Aún así, veo que has llegado lejos, pero que ciertamente no morirás y aquellos que
te acompañan no los verás más. Te condeno yo, pues, Lawrence de Mantua, a la vida, a que
la paz que busques no la encuentres, sino sólo hasta que la vida misma vea el final de sus
días y, mientras, vagues conociendo el universo de cabo a rabo, sin entender lo que en él
acontece. Que aquello de lo que huyes lo encuentres aún contenido hasta en la parte más
pequeña y recóndita de tu ser y, que allá donde te escondas, te encuentre; que mientras no
aprendas a vivir y reconocerte como tú mismo, todos los dioses te condenen a vivir
sufriendo, en el gran paraíso al hacer de ti tu propio verdugo. —La voz del Califa sonó
profunda y enorme como trueno, pero muy triste—.
A la hora nona Lawrence fue conducido a las puertas del palacio y cuando las cruzó
el mundo lo deslumbró y durmió. A su alrededor el desierto y el mar desaparecieron.
Cuando despertó, escuchó, en el fondo, voces hablando sobre la ola de violencia en el
mundo y ante sus ojos, que apenas esclarecían su derredor, aparecía una pequeña niña, que
junto al resto de los objetos en la habitación, le resultaba desconocidos.
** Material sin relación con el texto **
//! Tests for the interference family.

use rand::rngs::StdRng;
use rand::{Rng, SeedableRng};

use super::*;
use crate::testing::{random_bytes, TestImage, BOUNDARY_WIDTHS};

#[cfg(target_arch = "x86_64")]
use crate::simd::detected_simd_level;

fn random_statistic(width: usize, height: usize, offset: usize, seed: u64) -> TestImage<i16> {
    let mut rng = StdRng::seed_from_u64(seed);
    TestImage::from_fn(width, height, offset, |_, _| rng.gen())
}

fn mask_image(width: usize, height: usize, offset: usize, seed: u64) -> TestImage<u8> {
    let data: Vec<u8> = random_bytes(width * height, seed).iter().map(|v| v % 3).collect();
    TestImage::from_slice(width, height, offset, &data)
}

#[test]
fn test_change_clamps_at_saturation() {
    assert_eq!(scalar::interference_change::<true>(10, 5, 12), 12);
    assert_eq!(scalar::interference_change::<true>(10, 1, 12), 11);
    assert_eq!(scalar::interference_change::<true>(i16::MAX, 255, i16::MAX), i16::MAX);
    assert_eq!(scalar::interference_change::<false>(-10, 5, -12), -12);
    assert_eq!(scalar::interference_change::<false>(i16::MIN, 255, i16::MIN), i16::MIN);
    // Already past the limit: the result is pulled back to it.
    assert_eq!(scalar::interference_change::<true>(20, 0, 12), 12);
}

#[test]
fn test_increment_never_wraps() {
    for &width in &BOUNDARY_WIDTHS {
        let mut image = TestImage::from_fn(width, 3, 1, |_, _| i16::MAX - 3);
        interference_increment(&mut image.view_mut(), 200, i16::MAX);
        assert!(image.pixels().iter().all(|&s| s == i16::MAX), "width {width}");

        let mut image = TestImage::from_fn(width, 3, 0, |_, _| i16::MIN + 3);
        interference_decrement(&mut image.view_mut(), 200, i16::MIN);
        assert!(image.pixels().iter().all(|&s| s == i16::MIN), "width {width}");
    }
}

#[test]
fn test_repeated_increments_stop_at_saturation() {
    let mut image = TestImage::<i16>::new(37, 2, 0);
    for _ in 0..100 {
        interference_increment(&mut image.view_mut(), 16, 1000);
    }
    assert!(image.pixels().iter().all(|&s| s == 1000));
    for _ in 0..100 {
        interference_decrement(&mut image.view_mut(), 16, -40);
    }
    assert!(image.pixels().iter().all(|&s| s == -40));
}

#[test]
fn test_masked_change_only_touches_selected_pixels() {
    for &width in &BOUNDARY_WIDTHS {
        let mask = TestImage::from_fn(width, 4, 0, |x, y| u8::from((x + y) % 2 == 0));
        let mut image = TestImage::from_fn(width, 4, 1, |_, _| 100i16);
        interference_increment_masked(&mut image.view_mut(), 7, 104, &mask.view(), 1);
        let view = image.view();
        for y in 0..4 {
            for (x, &s) in view.row(y).iter().enumerate() {
                let expected = if (x + y) % 2 == 0 { 104 } else { 100 };
                assert_eq!(s, expected, "width {width} at ({x}, {y})");
            }
        }
    }
}

#[test]
fn test_masked_change_leaves_out_of_range_pixels_alone() {
    // Unselected pixels above the saturation must not be clamped.
    let mask = TestImage::from_fn(40, 2, 0, |_, _| 0u8);
    let mut image = TestImage::from_fn(40, 2, 0, |_, _| 500i16);
    interference_increment_masked(&mut image.view_mut(), 1, 10, &mask.view(), 1);
    assert!(image.pixels().iter().all(|&s| s == 500));
    interference_decrement_masked(&mut image.view_mut(), 1, 900, &mask.view(), 1);
    assert!(image.pixels().iter().all(|&s| s == 500));
}

#[test]
fn test_changes_match_scalar_at_every_boundary_width() {
    for &width in &BOUNDARY_WIDTHS {
        for offset in [0, 1] {
            let seed = width as u64 * 2 + offset as u64;
            let mask = mask_image(width, 5, 1 - offset, seed);
            let mask = mask.view();
            for (increment, saturation) in [(true, 300i16), (false, -300)] {
                let mut actual = random_statistic(width, 5, offset, seed);
                let mut expected = random_statistic(width, 5, 0, seed);
                if increment {
                    interference_increment(&mut actual.view_mut(), 77, saturation);
                    scalar::interference_increment(&mut expected.view_mut(), 77, saturation);
                } else {
                    interference_decrement(&mut actual.view_mut(), 77, saturation);
                    scalar::interference_decrement(&mut expected.view_mut(), 77, saturation);
                }
                assert_eq!(actual.pixels(), expected.pixels(), "width {width} offset {offset}");

                let mut actual = random_statistic(width, 5, offset, seed);
                let mut expected = random_statistic(width, 5, 0, seed);
                if increment {
                    interference_increment_masked(&mut actual.view_mut(), 77, saturation, &mask, 2);
                    scalar::interference_increment_masked(&mut expected.view_mut(), 77, saturation, &mask, 2);
                } else {
                    interference_decrement_masked(&mut actual.view_mut(), 77, saturation, &mask, 2);
                    scalar::interference_decrement_masked(&mut expected.view_mut(), 77, saturation, &mask, 2);
                }
                assert_eq!(
                    actual.pixels(),
                    expected.pixels(),
                    "masked width {width} offset {offset}"
                );
            }
        }
    }
}

#[test]
#[should_panic(expected = "mask size differs")]
fn test_masked_change_with_wrong_mask_size_panics() {
    let mask = TestImage::<u8>::new(10, 3, 0);
    let mut image = TestImage::<i16>::new(11, 3, 0);
    interference_increment_masked(&mut image.view_mut(), 1, 10, &mask.view(), 0);
}

#[cfg(target_arch = "x86_64")]
#[test]
fn test_isa_kernels_match_scalar() {
    let level = detected_simd_level();
    for &width in BOUNDARY_WIDTHS.iter().filter(|&&w| w >= 8) {
        for offset in [0, 1] {
            let mask = mask_image(width, 4, offset, width as u64);
            let mask = mask.view();
            let mut expected = random_statistic(width, 4, 0, width as u64);
            scalar::change_masked::<true>(&mut expected.view_mut(), 9, 2000, &mask, 1);
            let expected = expected.pixels();
            let run = |kernel: &dyn Fn(&mut RasterMut<'_, i16>)| {
                let mut actual = random_statistic(width, 4, offset, width as u64);
                kernel(&mut actual.view_mut());
                actual.pixels()
            };
            if level.includes(SimdLevel::Sse41) {
                // SAFETY: SSE4.1 detected; width >= 8.
                let actual = run(&|s| unsafe { sse41::change_masked::<true>(s, 9, 2000, &mask, 1) });
                assert_eq!(actual, expected, "sse41 width {width} offset {offset}");
            }
            if level.includes(SimdLevel::Avx2) && width >= 16 {
                // SAFETY: AVX2 detected; width >= 16.
                let actual = run(&|s| unsafe { avx2::change_masked::<true>(s, 9, 2000, &mask, 1) });
                assert_eq!(actual, expected, "avx2 width {width} offset {offset}");
            }
            if level.includes(SimdLevel::Avx512) {
                // SAFETY: AVX-512F/BW detected; masked tails accept any width.
                let actual = run(&|s| unsafe { avx512::change_masked::<true>(s, 9, 2000, &mask, 1) });
                assert_eq!(actual, expected, "avx512 width {width} offset {offset}");
            }
        }
    }
}

#[cfg(target_arch = "x86_64")]
#[test]
fn test_avx512_kernels_accept_narrow_rows() {
    if !detected_simd_level().includes(SimdLevel::Avx512) {
        return;
    }
    for width in [1usize, 5, 7] {
        let mut actual = random_statistic(width, 3, 1, width as u64);
        let mut expected = random_statistic(width, 3, 0, width as u64);
        // SAFETY: AVX-512F/BW detected.
        unsafe { avx512::change::<false>(&mut actual.view_mut(), 50, -100) };
        scalar::change::<false>(&mut expected.view_mut(), 50, -100);
        assert_eq!(actual.pixels(), expected.pixels(), "width {width}");
    }
}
Sus oídos poco a
poco captaban los sonidos del ambiente y retumbe del trueno gigantesco se esfumaba y
poco a poco la apagada voz aguda del niño se dejaba escuchar junto con los de los demás
sonidos de los objetos: emitían un chirrido estático, que tras las voces de los locutores que
surgían en ellos dejaban un eco muy extraño. La infanta, nuevamente preguntó:
— Papá, papá… ¿cuándo volverá mamá? —preguntó con tristeza y desesperación la
niña. Lawrence, comenzaba a recordar algunas cosas y olvidar otras y, justo en el momento
en que todo, absolutamente todo (lo anterior y lo posterior, lo bueno y lo malo), le
cuadraba, logró ver lo excelso y lo magnífico del mundo, y comprendió completa su
condena. Así, con la voz quebrada logró articular y, entendiendo todo lo que le había
acontecido, dijo—: Nunca volverá. —Y abrazó a su hija—.